_Activity:_ Please say how many lines in the material include the string "rent", and nothing else.

Content starts

//! Command handlers for the chat interface.
//!
//! Each handler is a stateless request/response: load the whole collection,
//! derive a view or mutate, save if mutated, render a reply. Nothing is cached
//! between interactions, so a completion button always acts on a fresh copy.

use std::sync::Arc;

use tracing::{debug, info, warn};

use crate::config::Config;
use crate::db::*;
use crate::fields::*;
use crate::format::*;
use crate::store::TaskStore;
use crate::task::NewTask;
use crate::telegram::Outgoing;

/// Slash commands understood by the bot.
#[derive(Debug, Clone, Copy, PartialEq, Eq)]
pub enum Command {
    /// Help text and the caller's own id.
    Start,
    /// All open tasks grouped by category.
    Tasks,
    /// The daily brief on demand.
    Today,
    /// Pick a task to complete.
    Done,
    /// Counters per status, priority and category.
    Stats,
}

impl Command {
    /// Parse `/name` or `/name@BotName`, ignoring any arguments.
    pub fn parse(text: &str) -> Option<Self> {
        let word = text.trim().split_whitespace().next()?;
        let name = word.strip_prefix('/')?;
        let name = name.split('@').next().unwrap_or(name);
        match name.to_lowercase().as_str() {
            "start" => Some(Command::Start),
            "tasks" => Some(Command::Tasks),
            "today" => Some(Command::Today),
            "done" => Some(Command::Done),
            "stats" => Some(Command::Stats),
            _ => None,
        }
    }
}

/// An inbound interaction routed to a handler.
#[derive(Debug, Clone, PartialEq, Eq)]
pub enum Event {
    Command(Command),
    /// Free text without a leading slash.
    Text(String),
    /// A completion button was pressed.
    Complete(u64),
}

const INPUT_HINT: &str = "_💡 ! = High  ·  ~ = Low  ·  | YYYY-MM-DD = deadline_";

/// Handlers sharing the configuration and the task store.
pub struct Handlers {
    config: Arc<Config>,
    store: Arc<dyn TaskStore>,
}

impl Handlers {
    pub fn new(config: Arc<Config>, store: Arc<dyn TaskStore>) -> Self {
        Self { config, store }
    }

    /// Whether `caller` passes the allow-list gate.
    pub fn allows(&self, caller: i64) -> bool {
        self.config.is_allowed(caller)
    }

    /// Route an event from `caller`. `None` means send nothing.
    ///
    /// Callers failing the allow-list get `None` without any trace in chat.
    pub async fn dispatch(&self, caller: i64, event: &Event) -> Option<Outgoing> {
        if !self.allows(caller) {
            debug!(caller, "ignoring unauthorized caller");
            return None;
        }
        match event {
            Event::Command(Command::Start) => Some(self.cmd_start(caller)),
            Event::Command(Command::Tasks) => Some(self.cmd_tasks().await),
            Event::Command(Command::Today) => Some(self.cmd_today().await),
            Event::Command(Command::Done) => Some(self.cmd_done().await),
            Event::Command(Command::Stats) => Some(self.cmd_stats().await),
            Event::Text(text) => self.cmd_add(text).await,
            Event::Complete(id) => Some(self.cmd_complete(*id).await),
        }
    }

    pub fn cmd_start(&self, caller: i64) -> Outgoing {
        Outgoing::text(format!(
            "🤖 *Task Bot*\n\n\
             Your Telegram ID: `{caller}`\n\n\
             *Commands:*\n\
             /tasks — all open tasks\n\
             /today — today's brief\n\
             /done — mark a task complete\n\
             /stats — statistics\n\n\
             *To add a task just type:*\n\
             `Task name` — Mid priority\n\
             `! Task name` — High priority 🔴\n\
             `~ Task name` — Low priority 🟢\n\
             `Task | 2026-03-15` — with a deadline"
        ))
    }

    pub async fn cmd_tasks(&self) -> Outgoing {
        let db = self.store.load().await;
        Outgoing::text(build_task_list(&db, today()))
    }

    pub async fn cmd_today(&self) -> Outgoing {
        let db = self.store.load().await;
        Outgoing::text(build_daily_brief(&db, today()))
    }

    pub async fn cmd_stats(&self) -> Outgoing {
        let db = self.store.load().await;
        Outgoing::text(Stats::compute(&db, today()).render())
    }

    /// Offer the most urgent open tasks as buttons.
    pub async fn cmd_done(&self) -> Outgoing {
        let db = self.store.load().await;
        if db.open_tasks().is_empty() {
            return Outgoing::text("No open tasks!");
        }
        Outgoing::with_keyboard("✅ *Which task did you finish?*", done_keyboard(&db, today()))
    }

    /// Mark a task done. The reply replaces the picker message.
    pub async fn cmd_complete(&self, id: u64) -> Outgoing {
        let mut db = self.store.load().await;
        let Some(task) = db.get_mut(id) else {
            warn!(task_id = id, "completion for unknown task");
            return Outgoing::text("Task not found.");
        };
        let name = sanitize_markup(&task.name);
        if task.status == Status::Done {
            return Outgoing::text(format!("☑️ *{name}* was already done."));
        }
        task.status = Status::Done;
        task.completed_at = Some(now_stamp());

        if self.store.save(&db).await {
            info!(task_id = id, "task completed");
            Outgoing::text(format!("✅ *{name}* — done! 🎉"))
        } else {
            Outgoing::text("❌ Failed to save.")
        }
    }

    /// Turn free text into a new open task.
    pub async fn cmd_add(&self, text: &str) -> Option<Outgoing> {
        if text.trim().is_empty() {
            return None;
        }
        let Some(new) = NewTask::parse(text) else {
            return Some(Outgoing::text(INPUT_HINT));
        };
        let (name, pri, deadline) = (sanitize_markup(&new.name), new.pri, new.deadline.clone());

        let mut db = self.store.load().await;
        let id = db.add(new, &self.config.default_category, now_stamp());
        if !self.store.save(&db).await {
            return Some(Outgoing::text("❌ Failed to save to Drive."));
        }
        info!(task_id = id, "task added");

        let deadline = if deadline.is_empty() { deadline } else { format!("\n📅 {deadline}") };
        Some(Outgoing::text(format!(
            "✅ Added: {} *{name}*{deadline}\n\n{INPUT_HINT}",
            pri.icon()
        )))
    }
}

#[cfg(test)]
mod tests {
    use super::*;
    use crate::config::test_config;
    use crate::store::memory::MemoryStore;
    use crate::task::Task;
    use std::sync::atomic::Ordering;

    fn handlers(allowed: Option<i64>, tasks: Vec<Task>) -> (Handlers, Arc<MemoryStore>) {
        let mut config = test_config();
        config.allowed_user_id = allowed;
        let store = Arc::new(MemoryStore::new(Database::new(tasks)));
        (Handlers::new(Arc::new(config), store.clone()), store)
    }

    fn task(id: u64, name: &str, status: Status) -> Task {
        Task { id, name: name.into(), status, ..Default::default() }
    }

    #[test]
    fn test_command_parse() {
        assert_eq!(Command::parse("/tasks"), Some(Command::Tasks));
        assert_eq!(Command::parse("/today@my_task_bot"), Some(Command::Today));
        assert_eq!(Command::parse("/done now please"), Some(Command::Done));
        assert_eq!(Command::parse("/unknown"), None);
        assert_eq!(Command::parse("tasks"), None);
    }

    #[tokio::test]
    async fn test_unauthorized_caller_gets_nothing() {
        let (h, store) = handlers(Some(100), vec![task(1, "a", Status::Open)]);
        for event in [
            Event::Command(Command::Start),
            Event::Command(Command::Tasks),
            Event::Command(Command::Today),
            Event::Command(Command::Done),
            Event::Command(Command::Stats),
            Event::Text("buy milk".into()),
            Event::Complete(1),
        ] {
            assert!(h.dispatch(200, &event).await.is_none());
        }
        assert_eq!(store.saves.load(Ordering::SeqCst), 0);
        assert_eq!(store.snapshot().tasks[0].status, Status::Open);
        assert!(h.dispatch(100, &Event::Command(Command::Start)).await.is_some());
    }

    #[tokio::test]
    async fn test_start_echoes_caller_id() {
        let (h, _) = handlers(None, vec![]);
        let reply = h.dispatch(4242, &Event::Command(Command::Start)).await.unwrap();
        assert!(reply.text.contains("`4242`"));
    }

    #[tokio::test]
    async fn test_add_assigns_next_id() {
        let (h, store) = handlers(None, vec![task(7, "old", Status::Done)]);
        let reply = h.dispatch(1, &Event::Text("! Pay rent | 2026-03-15".into())).await.unwrap();
        assert!(reply.text.starts_with("✅ Added: 🔴 *Pay rent*\n📅 2026-03-15"));

        let db = store.snapshot();
        let added = db.tasks.last().unwrap();
        assert_eq!(added.id, 8);
        assert_eq!(added.pri, Priority::High);
        assert_eq!(added.deadline, "2026-03-15");
        assert_eq!(added.cat, "Inbox");
        assert!(!added.created_at.is_empty());
    }

    #[tokio::test]
    async fn test_add_to_empty_store_starts_at_one() {
        let (h, store) = handlers(None, vec![]);
        h.cmd_add("water plants").await.unwrap();
        assert_eq!(store.snapshot().tasks[0].id, 1);
        assert_eq!(store.snapshot().tasks[0].pri, Priority::Mid);
    }

    #[tokio::test]
    async fn test_add_without_name_only_hints() {
        let (h, store) = handlers(None, vec![]);
        let reply = h.cmd_add("! | 2026-01-01").await.unwrap();
        assert_eq!(reply.text, INPUT_HINT);
        assert!(h.cmd_add("   ").await.is_none());
        assert_eq!(store.saves.load(Ordering::SeqCst), 0);
    }

    #[tokio::test]
    async fn test_add_reports_save_failure() {
        let (h, store) = handlers(None, vec![]);
        store.fail_saves.store(true, Ordering::SeqCst);
        let reply = h.cmd_add("anything").await.unwrap();
        assert_eq!(reply.text, "❌ Failed to save to Drive.");
    }

    #[tokio::test]
    async fn test_complete_unknown_id_changes_nothing() {
        let (h, store) = handlers(None, vec![task(1, "a", Status::Open)]);
        let reply = h.dispatch(1, &Event::Complete(99)).await.unwrap();
        assert_eq!(reply.text, "Task not found.");
        assert_eq!(store.saves.load(Ordering::SeqCst), 0);
        assert_eq!(store.snapshot().tasks[0].status, Status::Open);
    }

    #[tokio::test]
    async fn test_complete_marks_done_and_persists() {
        let (h, store) = handlers(None, vec![task(1, "a", Status::Open), task(2, "*b*", Status::Wip)]);
        let reply = h.cmd_complete(2).await;
        assert_eq!(reply.text, "✅ *b* — done! 🎉");

        let db = store.snapshot();
        assert_eq!(db.tasks[1].status, Status::Done);
        assert!(db.tasks[1].completed_at.as_deref().is_some_and(|s| !s.is_empty()));
        assert_eq!(db.tasks[0].status, Status::Open);
        assert_eq!(store.saves.load(Ordering::SeqCst), 1);
    }

    #[tokio::test]
    async fn test_complete_already_done_keeps_timestamp() {
        let mut done = task(3, "c", Status::Done);
        done.completed_at = Some("2026-01-01 08:00".into());
        let (h, store) = handlers(None, vec![done]);
        let reply = h.cmd_complete(3).await;
        assert!(reply.text.contains("already done"));
        assert_eq!(store.snapshot().tasks[0].completed_at.as_deref(), Some("2026-01-01 08:00"));
        assert_eq!(store.saves.load(Ordering::SeqCst), 0);
    }

    #[tokio::test]
    async fn test_complete_reports_save_failure() {
        let (h, store) = handlers(None, vec![task(1, "a", Status::Open)]);
        store.fail_saves.store(true, Ordering::SeqCst);
        assert_eq!(h.cmd_complete(1).await.text, "❌ Failed to save.");
    }

    #[tokio::test]
    async fn test_done_picker() {
        let (h, _) = handlers(None, vec![task(1, "done already", Status::Done)]);
        let reply = h.cmd_done().await;
        assert_eq!(reply.text, "No open tasks!");
        assert!(reply.keyboard.is_empty());

        let (h, _) = handlers(None, vec![task(1, "a", Status::Open), task(2, "b", Status::Done)]);
        let reply = h.cmd_done().await;
        assert_eq!(reply.keyboard.len(), 1);
        assert_eq!(reply.keyboard[0][0].callback_data, "done_1");
    }

    #[tokio::test]
    async fn test_views_render_from_store() {
        let (h, _) = handlers(None, vec![task(1, "a", Status::Open), task(2, "b", Status::Done)]);
        assert!(h.cmd_tasks().await.text.contains("*1 open tasks:*"));
        assert!(h.cmd_today().await.text.contains("1 open · 1 done"));
        assert!(h.cmd_stats().await.text.contains("✅ Done: *1*"));
    }
}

Content ends

_Written reply:_ 2